◆ EXTRACTED RECORDS
Start of Block
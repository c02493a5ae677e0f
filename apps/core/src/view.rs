//! View model for the widget's controls.
//!
//! The orchestrator decides what to show; these functions only write it down.
//! Every mutation is idempotent, so a late response landing on a reset screen
//! does no harm. Shells draw a [`Screen`] and keep their own cursor state.

use chrono::NaiveDate;

use crate::domain::{Continent, NextPrayer, Prayer, Timings, CALCULATION_METHODS, DEFAULT_METHOD};
use crate::time::{day_label, format_hhmmss};

pub const CONTINENT_PLACEHOLDER: &str = "Select continent";
pub const COUNTRY_PLACEHOLDER: &str = "Select country";
pub const CITY_PLACEHOLDER: &str = "Select city";
pub const COUNTRIES_LOADING: &str = "Loading countries...";
pub const CITIES_LOADING: &str = "Loading cities...";
pub const MISSING_TIME: &str = "-";

#[derive(Debug, Clone, Copy, PartialEq, Eq, Hash)]
pub enum SelectId {
    Continent,
    Country,
    City,
    Method,
}

impl SelectId {
    pub const ALL: [Self; 4] = [Self::Continent, Self::Country, Self::City, Self::Method];

    pub const fn label(self) -> &'static str {
        match self {
            Self::Continent => "Continent",
            Self::Country => "Country",
            Self::City => "City",
            Self::Method => "Method",
        }
    }
}

/// A keyboard-focusable control.
#[derive(Debug, Clone, Copy, PartialEq, Eq)]
pub enum Focus {
    Select(SelectId),
    Load,
    Reset,
}

impl Focus {
    pub const fn label(self) -> &'static str {
        match self {
            Self::Select(id) => id.label(),
            Self::Load => "Load",
            Self::Reset => "Reset",
        }
    }

    pub const fn select(self) -> Option<SelectId> {
        match self {
            Self::Select(id) => Some(id),
            Self::Load | Self::Reset => None,
        }
    }

    /// Where focus goes once `id` is committed: the level it unlocks, then Load.
    pub const fn after_commit(id: SelectId) -> Option<Self> {
        match id {
            SelectId::Continent => Some(Self::Select(SelectId::Country)),
            SelectId::Country => Some(Self::Select(SelectId::City)),
            SelectId::City => Some(Self::Load),
            SelectId::Method => None,
        }
    }
}

#[derive(Debug, Clone, PartialEq, Eq)]
pub struct SelectOption {
    pub value: String,
    pub label: String,
}

impl SelectOption {
    pub fn new(value: impl Into<String>, label: impl Into<String>) -> Self {
        Self {
            value: value.into(),
            label: label.into(),
        }
    }

    /// Option whose label is its value (countries, cities).
    pub fn plain(value: impl Into<String>) -> Self {
        let value = value.into();
        Self {
            label: value.clone(),
            value,
        }
    }
}

#[derive(Debug, Clone, Default, PartialEq, Eq)]
pub struct SelectControl {
    pub options: Vec<SelectOption>,
    /// Disabled pseudo-option shown while `value` is `None`.
    pub placeholder: Option<String>,
    pub value: Option<String>,
    pub disabled: bool,
    pub loading: bool,
}

impl SelectControl {
    pub fn position(&self, value: &str) -> Option<usize> {
        self.options.iter().position(|option| option.value == value)
    }

    pub fn contains(&self, value: &str) -> bool {
        self.position(value).is_some()
    }

    pub fn selected(&self) -> Option<&SelectOption> {
        let value = self.value.as_deref()?;
        self.options.iter().find(|option| option.value == value)
    }

    /// What a closed select shows: the chosen label or the placeholder.
    pub fn display_text(&self) -> &str {
        self.selected()
            .map(|option| option.label.as_str())
            .or(self.placeholder.as_deref())
            .unwrap_or_default()
    }
}

#[derive(Debug, Clone, PartialEq, Eq)]
pub struct TimingRow {
    pub prayer: Prayer,
    pub time: String,
}

#[derive(Debug, Clone, PartialEq, Eq)]
pub struct NextPrayerPanel {
    pub name: String,
    /// `"18:45 (today)"`
    pub time_label: String,
    /// `HH:MM:SS`
    pub countdown: String,
}

#[derive(Debug, Clone, PartialEq, Eq)]
pub struct Screen {
    pub continent: SelectControl,
    pub country: SelectControl,
    pub city: SelectControl,
    pub method: SelectControl,
    pub load_enabled: bool,
    pub reset_visible: bool,
    pub error: Option<String>,
    pub timings: Vec<TimingRow>,
    pub timings_visible: bool,
    pub next_prayer: Option<NextPrayerPanel>,
}

impl Default for Screen {
    fn default() -> Self {
        Self::new()
    }
}

impl Screen {
    /// Continent and method populated, dependent selects empty and disabled.
    pub fn new() -> Self {
        let mut screen = Self {
            continent: SelectControl::default(),
            country: SelectControl::default(),
            city: SelectControl::default(),
            method: SelectControl::default(),
            load_enabled: false,
            reset_visible: false,
            error: None,
            timings: Vec::new(),
            timings_visible: false,
            next_prayer: None,
        };
        screen.populate_continents();
        screen.populate_methods(DEFAULT_METHOD);
        screen.set_empty(SelectId::Country, COUNTRY_PLACEHOLDER);
        screen.set_empty(SelectId::City, CITY_PLACEHOLDER);
        screen
    }

    pub const fn select(&self, id: SelectId) -> &SelectControl {
        match id {
            SelectId::Continent => &self.continent,
            SelectId::Country => &self.country,
            SelectId::City => &self.city,
            SelectId::Method => &self.method,
        }
    }

    pub fn select_mut(&mut self, id: SelectId) -> &mut SelectControl {
        match id {
            SelectId::Continent => &mut self.continent,
            SelectId::Country => &mut self.country,
            SelectId::City => &mut self.city,
            SelectId::Method => &mut self.method,
        }
    }

    pub fn populate_continents(&mut self) {
        let items = Continent::ALL
            .iter()
            .map(|continent| SelectOption::new(continent.as_str(), continent.label()))
            .collect();
        self.set_options(SelectId::Continent, items, Some(CONTINENT_PLACEHOLDER));
    }

    pub fn populate_methods(&mut self, default_id: u16) {
        let items = CALCULATION_METHODS
            .iter()
            .map(|method| SelectOption::new(method.id.to_string(), method.name))
            .collect();
        self.set_options(SelectId::Method, items, None);
        self.set_value(SelectId::Method, &default_id.to_string());
    }

    /// Replaces the options and enables the control. With a placeholder
    /// nothing is selected; without one the first option is.
    pub fn set_options(&mut self, id: SelectId, items: Vec<SelectOption>, placeholder: Option<&str>) {
        let control = self.select_mut(id);
        control.value = if placeholder.is_some() {
            None
        } else {
            items.first().map(|option| option.value.clone())
        };
        control.options = items;
        control.placeholder = placeholder.map(str::to_string);
        control.disabled = false;
        control.loading = false;
    }

    pub fn set_loading(&mut self, id: SelectId, text: &str) {
        self.clear_select(id, text);
        self.select_mut(id).loading = true;
    }

    pub fn set_empty(&mut self, id: SelectId, text: &str) {
        self.clear_select(id, text);
    }

    fn clear_select(&mut self, id: SelectId, text: &str) {
        let control = self.select_mut(id);
        control.options.clear();
        control.placeholder = Some(text.to_string());
        control.value = None;
        control.disabled = true;
        control.loading = false;
    }

    /// Selects `value` if it is one of the options. Returns whether it was.
    pub fn set_value(&mut self, id: SelectId, value: &str) -> bool {
        let control = self.select_mut(id);
        if control.contains(value) {
            control.value = Some(value.to_string());
            true
        } else {
            false
        }
    }

    pub fn clear_value(&mut self, id: SelectId) {
        self.select_mut(id).value = None;
    }

    pub fn show_error(&mut self, message: impl Into<String>) {
        self.error = Some(message.into());
    }

    pub fn hide_error(&mut self) {
        self.error = None;
    }

    /// Rows in fixed prayer order, `-` for anything the API left out.
    pub fn render_timings(&mut self, timings: &Timings) {
        self.timings = Prayer::ALL
            .iter()
            .map(|&prayer| TimingRow {
                prayer,
                time: timings
                    .get(prayer)
                    .filter(|time| !time.is_empty())
                    .unwrap_or(MISSING_TIME)
                    .to_string(),
            })
            .collect();
    }

    pub fn show_timings(&mut self) {
        self.timings_visible = true;
    }

    pub fn hide_timings(&mut self) {
        self.timings_visible = false;
    }

    pub fn show_next_prayer(&mut self, record: &NextPrayer, today: NaiveDate, remaining_seconds: i64) {
        self.next_prayer = Some(NextPrayerPanel {
            name: record.name.as_str().to_string(),
            time_label: format!(
                "{} ({})",
                record.time_str,
                day_label(record.next_date.date(), today)
            ),
            countdown: format_hhmmss(remaining_seconds),
        });
    }

    pub fn hide_next_prayer(&mut self) {
        self.next_prayer = None;
    }

    pub fn set_load_enabled(&mut self, enabled: bool) {
        self.load_enabled = enabled;
    }

    pub fn show_reset(&mut self) {
        self.reset_visible = true;
    }

    pub fn hide_reset(&mut self) {
        self.reset_visible = false;
    }

    /// Tab order. Reset only while it is shown.
    pub fn focus_order(&self) -> Vec<Focus> {
        let mut order = SelectId::ALL.map(Focus::Select).to_vec();
        order.push(Focus::Load);
        if self.reset_visible {
            order.push(Focus::Reset);
        }
        order
    }

    /// Index of the committed value of `focus`'s select, if it has one.
    pub fn committed_position(&self, focus: Focus) -> Option<usize> {
        let control = self.select(focus.select()?);
        control.position(control.value.as_deref()?)
    }
}
mod fetch;
mod state;
mod storage;
mod ui;

use std::cell::RefCell;
use std::io;
use std::rc::Rc;

use chrono::NaiveDateTime;
use gloo_timers::callback::Interval;
use prayer_core::{Controller, Effect, Endpoints, Event, MemoryStore, PrayerApi};
use ratzilla::ratatui::Terminal;
use ratzilla::{DomBackend, WebRenderer};
use wasm_bindgen_futures::spawn_local;

use crate::fetch::FetchTransport;
use crate::state::{WebApp, WebStore};
use crate::storage::LocalStore;

fn now() -> NaiveDateTime {
    chrono::Local::now().naive_local()
}

/// Owns the app state, the client and the single countdown interval.
struct Shell {
    app: RefCell<WebApp>,
    api: PrayerApi<FetchTransport>,
    ticker: RefCell<Option<Interval>>,
}

impl Shell {
    fn start(self: &Rc<Self>) {
        let effects = self.app.borrow_mut().start(now());
        self.run(effects);
    }

    fn dispatch(self: &Rc<Self>, event: Event) {
        let effects = self.app.borrow_mut().dispatch(event, now());
        self.run(effects);
    }

    fn key(self: &Rc<Self>, event: &ratzilla::event::KeyEvent) {
        let effects = self
            .app
            .borrow_mut()
            .handle_key(event.code.clone(), event.shift, now());
        self.run(effects);
    }

    fn run(self: &Rc<Self>, effects: Vec<Effect>) {
        for effect in effects {
            match effect {
                Effect::FetchCountries { ticket, continent } => {
                    let shell = Rc::clone(self);
                    spawn_local(async move {
                        let result = shell.api.fetch_countries(&continent).await;
                        shell.dispatch(Event::CountriesLoaded { ticket, result });
                    });
                }
                Effect::FetchCities { ticket, country } => {
                    let shell = Rc::clone(self);
                    spawn_local(async move {
                        let result = shell.api.fetch_cities(&country).await;
                        shell.dispatch(Event::CitiesLoaded { ticket, result });
                    });
                }
                Effect::FetchTimings {
                    ticket,
                    query,
                    purpose,
                } => {
                    let shell = Rc::clone(self);
                    spawn_local(async move {
                        let result = shell.api.fetch_prayer_times(&query).await;
                        shell.dispatch(Event::TimingsLoaded {
                            ticket,
                            purpose,
                            result,
                        });
                    });
                }
                Effect::StartTicker { period } => {
                    let shell = Rc::downgrade(self);
                    let millis = u32::try_from(period.as_millis()).unwrap_or(u32::MAX);
                    let interval = Interval::new(millis, move || {
                        if let Some(shell) = shell.upgrade() {
                            shell.dispatch(Event::Tick);
                        }
                    });
                    *self.ticker.borrow_mut() = Some(interval);
                }
                Effect::StopTicker => {
                    *self.ticker.borrow_mut() = None;
                }
            }
        }
    }
}

fn open_store() -> WebStore {
    if let Some(store) = LocalStore::open() {
        return Box::new(store);
    }
    log::warn!("localStorage unavailable; selections will not persist");
    Box::new(MemoryStore::new())
}

fn main() -> io::Result<()> {
    console_error_panic_hook::set_once();
    if console_log::init_with_level(log::Level::Info).is_err() {
        web_sys::console::warn_1(&"logger already initialised".into());
    }

    let shell = Rc::new(Shell {
        app: RefCell::new(WebApp::new(Controller::new(open_store()))),
        api: PrayerApi::new(FetchTransport, Endpoints::default()),
        ticker: RefCell::new(None),
    });
    shell.start();

    let backend = DomBackend::new()?;
    let mut terminal = Terminal::new(backend)?;

    terminal.on_key_event({
        let shell = Rc::clone(&shell);
        move |event| shell.key(&event)
    });

    terminal.draw_web(move |f| {
        ui::draw(&shell.app.borrow(), f);
    });

    Ok(())
}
End of Block
◆ ASSIGNMENT
Where does the word "SelectOption" show up in the material? Copy out each line that has it.

◆ SOLUTION FOR THIS EXERCISE
pub struct SelectOption {
impl SelectOption {
    pub options: Vec<SelectOption>,
    pub fn selected(&self) -> Option<&SelectOption> {
            .map(|continent| SelectOption::new(continent.as_str(), continent.label()))
            .map(|method| SelectOption::new(method.id.to_string(), method.name))
    pub fn set_options(&mut self, id: SelectId, items: Vec<SelectOption>, placeholder: Option<&str>) {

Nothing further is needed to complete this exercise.